David Barrow Dick (1930 – 2010), was an American journalist. He was an Emmy-winning correspondent for CBS News from 1966 to 1985. He became a professor of journalism at the University of Kentucky after retiring from CBS News.

Early life and education 

David Dick was born on 18 Feb 1930 in Cincinnati, Ohio. He was raised in Bourbon County, Kentucky, where he attended school, and later after graduation, he attended the University of Kentucky where he obtained his bachelor's and later master's degrees in English Literature. He served in the US Navy during the Korean War.

Career at CBS 

From 1959 to 1966, Dick worked at WHAS Radio and WHAS TV in Louisville, where he served as a writer before advancing to an on-air journalist. From 1966 to 1985 he was a correspondent with CBS News anchored by Walter Cronkite.

His assignment locations included Washington, D.C., Atlanta, Georgia, and Dallas, Texas. He also worked as Bureau Chief for CBS' Latin America Bureau in Caracas. While in Dallas, he covered Mexico, Central, and South America. 
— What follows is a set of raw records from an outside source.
//! Node connection health
//!
//! Updated by the poller after every request; read by the health route.

use std::sync::atomic::{AtomicBool, AtomicU64, Ordering};
use std::time::{SystemTime, UNIX_EPOCH};

use chrono::{DateTime, Utc};
use serde::Serialize;

/// If no request has succeeded for this long, the connection is stale
pub const STALE_THRESHOLD_SECS: u64 = 60;

/// Health status of the node connection
#[derive(Debug, Clone, Serialize)]
pub struct ConnectionHealth {
    pub connected: bool,
    pub last_success_time: Option<DateTime<Utc>>,
    pub success_count: u64,
    pub failure_count: u64,
    pub is_stale: bool,
}

/// Health metrics for the node connection (atomic for thread-safe access)
#[derive(Debug, Default)]
pub struct ConnectionMetrics {
    connected: AtomicBool,
    last_success_epoch_ms: AtomicU64,
    success_count: AtomicU64,
    failure_count: AtomicU64,
}

fn now_epoch_ms() -> u64 {
    SystemTime::now()
        .duration_since(UNIX_EPOCH)
        .unwrap_or_default()
        .as_millis() as u64
}

impl ConnectionMetrics {
    pub fn new() -> Self {
        Self::default()
    }

    pub fn record_success(&self) {
        self.connected.store(true, Ordering::SeqCst);
        self.last_success_epoch_ms
            .store(now_epoch_ms(), Ordering::SeqCst);
        self.success_count.fetch_add(1, Ordering::SeqCst);
    }

    pub fn record_failure(&self) {
        self.connected.store(false, Ordering::SeqCst);
        self.failure_count.fetch_add(1, Ordering::SeqCst);
    }

    pub fn is_connected(&self) -> bool {
        self.connected.load(Ordering::SeqCst)
    }

    pub fn health(&self) -> ConnectionHealth {
        self.health_at(now_epoch_ms())
    }

    fn health_at(&self, now_ms: u64) -> ConnectionHealth {
        let connected = self.connected.load(Ordering::SeqCst);
        let last_ms = self.last_success_epoch_ms.load(Ordering::SeqCst);

        let last_success_time = if last_ms > 0 {
            DateTime::from_timestamp(
                (last_ms / 1000) as i64,
                ((last_ms % 1000) * 1_000_000) as u32,
            )
        } else {
            None
        };

        let is_stale = if connected && last_ms > 0 {
            now_ms.saturating_sub(last_ms) > STALE_THRESHOLD_SECS * 1000
        } else {
            !connected
        };

        ConnectionHealth {
            connected,
            last_success_time,
            success_count: self.success_count.load(Ordering::SeqCst),
            failure_count: self.failure_count.load(Ordering::SeqCst),
            is_stale,
        }
    }
}
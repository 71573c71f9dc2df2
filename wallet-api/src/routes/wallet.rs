//! Read endpoints backed by the latest poll snapshot

use axum::{
    extract::{Query, State},
    routing::{get, post},
    Json, Router,
};
use rust_decimal::Decimal;
use serde::{Deserialize, Serialize};
use std::sync::Arc;
use tracing::{debug, warn};

use wallet_core::{IdentitySummary, OrderBook, OrderSide, Peer, PeerLimits, PortfolioTotals, WalletSnapshot};
use wallet_services::Selection;

use super::ApiError;
use crate::AppState;

/// Response for the identity list
#[derive(Debug, Serialize)]
#[serde(rename_all = "camelCase")]
pub struct IdentitiesResponse {
    pub identities: Vec<IdentitySummary>,
    pub totals: PortfolioTotals,
    #[serde(skip_serializing_if = "Option::is_none")]
    pub total_value_usd: Option<Decimal>,
    pub count: usize,
}

/// Query parameters for the order book
#[derive(Debug, Deserialize)]
pub struct OrderBookQuery {
    /// Fetch this asset live instead of the polled selection
    pub asset: Option<String>,
}

/// Response for the order book
#[derive(Debug, Serialize)]
pub struct OrderBookResponse {
    pub selection: Selection,
    pub orderbook: Option<OrderBook>,
    /// Best ask minus best bid
    #[serde(skip_serializing_if = "Option::is_none")]
    pub spread: Option<i64>,
}

/// Response for the peer list
#[derive(Debug, Serialize)]
pub struct PeersResponse {
    pub peers: Vec<Peer>,
    #[serde(skip_serializing_if = "Option::is_none")]
    pub limits: Option<PeerLimits>,
    pub count: usize,
}

#[derive(Debug, Serialize)]
pub struct TickResponse {
    pub tick: Option<u64>,
}

/// Wallet security state
#[derive(Debug, Serialize)]
pub struct WalletStatusResponse {
    pub encrypted: bool,
    pub unlocked: bool,
}

/// Request to change the selected asset
#[derive(Debug, Deserialize)]
pub struct SelectAssetRequest {
    pub asset: Option<String>,
}

/// Create wallet read routes
pub fn routes() -> Router<AppState> {
    Router::new()
        .route("/snapshot", get(get_snapshot))
        .route("/identities", get(list_identities))
        .route("/orderbook", get(get_orderbook))
        .route("/peers", get(list_peers))
        .route("/tick", get(get_tick))
        .route("/wallet/status", get(wallet_status))
        .route("/selection/asset", post(select_asset))
}

/// GET /api/snapshot
async fn get_snapshot(State(state): State<AppState>) -> Json<Arc<WalletSnapshot>> {
    Json(state.poller.snapshot())
}

/// GET /api/identities
async fn list_identities(State(state): State<AppState>) -> Json<IdentitiesResponse> {
    let snapshot = state.poller.snapshot();

    Json(IdentitiesResponse {
        identities: snapshot.identities.clone(),
        totals: snapshot.totals.clone(),
        total_value_usd: snapshot.total_value_usd,
        count: snapshot.identities.len(),
    })
}

/// GET /api/orderbook
async fn get_orderbook(
    State(state): State<AppState>,
    Query(query): Query<OrderBookQuery>,
) -> Result<Json<OrderBookResponse>, ApiError> {
    let selection = state.poller.selection().await;

    let orderbook = match query.asset.as_deref().map(str::trim).filter(|a| !a.is_empty()) {
        Some(asset) => {
            let asset = asset.to_uppercase();
            debug!("Fetching live order book for {}", asset);
            let limit = state.poller.config().orderbook_limit;
            let (asks, bids) = tokio::join!(
                state.node.orderbook_side(&asset, OrderSide::Ask, limit, 0),
                state.node.orderbook_side(&asset, OrderSide::Bid, limit, 0),
            );
            Some(OrderBook::from_node_rows(asset, asks?, bids?))
        }
        None => state.poller.snapshot().orderbook.clone(),
    };

    Ok(Json(OrderBookResponse {
        selection,
        spread: orderbook.as_ref().and_then(OrderBook::spread),
        orderbook,
    }))
}

/// GET /api/peers
async fn list_peers(State(state): State<AppState>) -> Json<PeersResponse> {
    let peers = state.poller.snapshot().peers.clone();

    let limits = match state.node.peer_limits().await {
        Ok(limits) => Some(limits),
        Err(e) => {
            warn!("Failed to fetch peer limits: {}", e);
            None
        }
    };

    Json(PeersResponse {
        count: peers.len(),
        peers,
        limits,
    })
}

/// GET /api/tick
async fn get_tick(State(state): State<AppState>) -> Json<TickResponse> {
    Json(TickResponse {
        tick: state.poller.latest_tick(),
    })
}

/// GET /api/wallet/status
async fn wallet_status(State(state): State<AppState>) -> Result<Json<WalletStatusResponse>, ApiError> {
    let (encrypted, unlocked) = tokio::join!(
        state.node.wallet_is_encrypted(),
        state.node.wallet_unlocked(),
    );

    Ok(Json(WalletStatusResponse {
        encrypted: encrypted?,
        unlocked: unlocked?,
    }))
}

/// POST /api/selection/asset
async fn select_asset(
    State(state): State<AppState>,
    Json(request): Json<SelectAssetRequest>,
) -> Result<Json<Selection>, ApiError> {
    let selection = state.poller.select_asset(request.asset.as_deref()).await?;

    // Refresh now so the new book shows up before the next scheduled cycle
    let poller = state.poller.clone();
    tokio::spawn(async move {
        poller.refresh_snapshot().await;
    });

    Ok(Json(selection))
}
He won an Emmy for his coverage of the attempted assassination of George Wallace during his bid for president in 1972. He covered the aftermath of the mass suicides in Guyana.

Later life and legacy 
Upon retirement, Dick became an Associate Professor of Journalism at the University of Kentucky. He also wrote a column for Kentucky Living magazine. He wrote and publish several books including "Follow the Storm" in 2002.

He died from prostate cancer on July 16, 2010, in Bourbon County, Kentucky. He is buried North Middletown Cemetery in North Middletown, Kentucky.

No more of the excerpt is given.